After an almost interminable first act (40 minutes, by my clock), in which the movie must obligingly lay the foundation for sequels, Captain Nemo (Naseeruddin Shah) bravely steers his gleaming computer-generated wonder-sub, the Nautilus, into murky waters indeed. Venice, it would seem, is under attack from a mysterious evildoer named the Phantom ("very operatic," quips Quatermain), and it's up to the League to thwart his plans and prevent — gasp — world war! Or not. Despite their best intentions to the contrary, world war will indeed consume Europe some 15 years later, evidently no less inevitable than a Terminator-induced Judgment Day.

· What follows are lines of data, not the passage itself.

//! mssql-audit CLI - audit tables and triggers for SQL Server schemas.

use clap::{Parser, Subcommand};
use mssql_audit::config::CONFIG_TEMPLATE;
use mssql_audit::{
    write_snapshot, AuditError, Config, Generator, InvalidTablePolicy, MetadataSource,
    MssqlSource, SnapshotSource,
};
use std::path::{Path, PathBuf};
use std::process::ExitCode;
use tracing::{info, Level};
use tracing_subscriber::fmt::format::FmtSpan;

#[derive(Parser)]
#[command(name = "mssql-audit")]
#[command(about = "Generate audit tables and change-capture triggers for SQL Server")]
#[command(version)]
struct Cli {
    /// Path to YAML configuration file
    #[arg(short, long, default_value = "config.yaml")]
    config: PathBuf,

    /// Output JSON result to stdout
    #[arg(long)]
    output_json: bool,

    /// Log format: text or json
    #[arg(long, default_value = "text")]
    log_format: String,

    /// Log verbosity: debug, info, warn, error
    #[arg(long, default_value = "info")]
    verbosity: String,

    #[command(subcommand)]
    command: Commands,
}

#[derive(Subcommand)]
enum Commands {
    /// Generate the audit script
    Generate {
        /// Override the table list (comma separated)
        #[arg(long, value_delimiter = ',')]
        tables: Option<Vec<String>>,

        /// Override source schema
        #[arg(long)]
        schema: Option<String>,

        /// Write the script to this file
        #[arg(short, long)]
        output: Option<PathBuf>,

        /// Read column metadata from a JSON snapshot instead of the database
        #[arg(long)]
        metadata_file: Option<PathBuf>,

        /// Also print the script to stdout when writing a file
        #[arg(long)]
        stdout: bool,

        /// Skip tables that fail eligibility checks instead of aborting
        #[arg(long)]
        skip_invalid: bool,
    },

    /// Save the source catalog's column metadata as a JSON snapshot
    DumpMetadata {
        /// Snapshot file to write
        #[arg(short, long)]
        output: PathBuf,

        /// Override source schema
        #[arg(long)]
        schema: Option<String>,
    },

    /// Test the source database connection
    HealthCheck,

    /// Write a starter configuration file
    Init {
        /// Output path for configuration file [default: config.yaml]
        #[arg(short, long)]
        output: Option<PathBuf>,

        /// Force overwrite existing file
        #[arg(long, short)]
        force: bool,
    },
}

#[tokio::main]
async fn main() -> ExitCode {
    match run().await {
        Ok(()) => ExitCode::SUCCESS,
        Err(e) => {
            eprintln!("{}", e.format_detailed());
            ExitCode::from(e.exit_code())
        }
    }
}

async fn run() -> Result<(), AuditError> {
    let cli = Cli::parse();

    // Handle init command separately (doesn't need existing config)
    if let Commands::Init { output, force } = cli.command {
        let output_path = output.unwrap_or_else(|| PathBuf::from("config.yaml"));
        return write_config_template(&output_path, force);
    }

    setup_logging(&cli.verbosity, &cli.log_format).map_err(AuditError::Config)?;

    let mut config = Config::load(&cli.config)?;
    info!("Loaded configuration from {:?}", cli.config);

    match cli.command {
        Commands::Init { .. } => unreachable!(), // Handled above
        Commands::Generate {
            tables,
            schema,
            output,
            metadata_file,
            stdout,
            skip_invalid,
        } => {
            // Apply overrides
            if let Some(tables) = tables {
                config.generation.tables = tables;
            }
            if let Some(schema) = schema {
                override_schema(&mut config, schema)?;
            }
            if let Some(path) = output {
                config.output.path = Some(path);
            }
            if stdout {
                config.output.stdout = true;
            }
            if skip_invalid {
                config.generation.on_invalid_table = InvalidTablePolicy::Skip;
            }
            config.validate()?;

            if cli.output_json && (config.output.stdout || config.output.path.is_none()) {
                return Err(AuditError::Config(
                    "--output-json needs the script written to a file (use --output)".to_string(),
                ));
            }

            let source = select_source(&config, metadata_file)?;
            let result = Generator::new(config).run(source.as_ref()).await?;

            if cli.output_json {
                println!("{}", result.to_json()?);
            }
        }
        Commands::DumpMetadata { output, schema } => {
            if let Some(schema) = schema {
                override_schema(&mut config, schema)?;
            }
            config.validate()?;

            let source = live_source(&config)?;
            let columns = source.fetch_columns().await?;
            write_snapshot(&output, &columns)?;

            if cli.output_json {
                println!(
                    "{}",
                    serde_json::to_string_pretty(&serde_json::json!({
                        "path": output.display().to_string(),
                        "columns": columns.len(),
                    }))?
                );
            }
        }
        Commands::HealthCheck => {
            let source = live_source(&config)?;
            let result = source.health_check().await;
            if cli.output_json {
                println!("{}", serde_json::to_string_pretty(&result)?);
            } else {
                println!("Health Check Results:");
                println!(
                    "  Source (MSSQL): {} ({}ms)",
                    if result.source_connected { "OK" } else { "FAILED" },
                    result.source_latency_ms
                );
                if let Some(ref err) = result.source_error {
                    println!("    Error: {}", err);
                }
                println!(
                    "\n  Overall: {}",
                    if result.healthy { "HEALTHY" } else { "UNHEALTHY" }
                );
            }
            if !result.healthy {
                return Err(AuditError::connection(
                    "Health check failed",
                    source.describe(),
                ));
            }
        }
    }

    Ok(())
}

fn override_schema(config: &mut Config, schema: String) -> Result<(), AuditError> {
    match config.source.as_mut() {
        Some(source) => {
            source.schema = Some(schema);
            Ok(())
        }
        None => Err(AuditError::Config(
            "--schema requires a source section in the configuration".to_string(),
        )),
    }
}

fn live_source(config: &Config) -> Result<MssqlSource, AuditError> {
    config
        .source
        .clone()
        .map(MssqlSource::new)
        .ok_or_else(|| {
            AuditError::Config("No source database configured (add a source section)".to_string())
        })
}

fn select_source(
    config: &Config,
    metadata_file: Option<PathBuf>,
) -> Result<Box<dyn MetadataSource>, AuditError> {
    match metadata_file {
        Some(path) => Ok(Box::new(SnapshotSource::new(path))),
        None => Ok(Box::new(live_source(config)?)),
    }
}

fn write_config_template(path: &Path, force: bool) -> Result<(), AuditError> {
    if path.exists() && !force {
        return Err(AuditError::Config(format!(
            "{} already exists (use --force to overwrite)",
            path.display()
        )));
    }
    std::fs::write(path, CONFIG_TEMPLATE)?;
    eprintln!("Wrote starter configuration to {}", path.display());
    Ok(())
}

fn setup_logging(verbosity: &str, format: &str) -> Result<(), String> {
    let level = match verbosity.to_lowercase().as_str() {
        "debug" => Level::DEBUG,
        "info" => Level::INFO,
        "warn" => Level::WARN,
        "error" => Level::ERROR,
        _ => Level::INFO,
    };

    // Stdout carries the script, so logs go to stderr
    let subscriber = tracing_subscriber::fmt()
        .with_writer(std::io::stderr)
        .with_max_level(level)
        .with_span_events(FmtSpan::CLOSE)
        .with_target(false);

    if format == "json" {
        subscriber.json().init();
    } else {
        subscriber.init();
    }

    Ok(())
}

It's all quite silly, really, but diverting enough as the movie devolves into increasingly outrageous set pieces, pyrotechnics, and so-called "twists." Without spoiling the surprise, consider the mystery of the Phantom's identity, which inexplicably lies hidden behind not one mask, but two. Funny that a movie that takes such care to explain why this League recruits an invisible man other than the hero of H.G. Wells's novel (Jack Griffin died at the end of the book) has no trouble taxing plausibility by introducing automatic weapons, automobiles, and even vinyl records to a showdown that owes what little charm it musters to its turn-of-the-century setting. In the end, what's most extraordinary about Gentlemen is that despite its preposterous leaps of logic, it somehow still emerges as a reasonably entertaining summer blockbuster.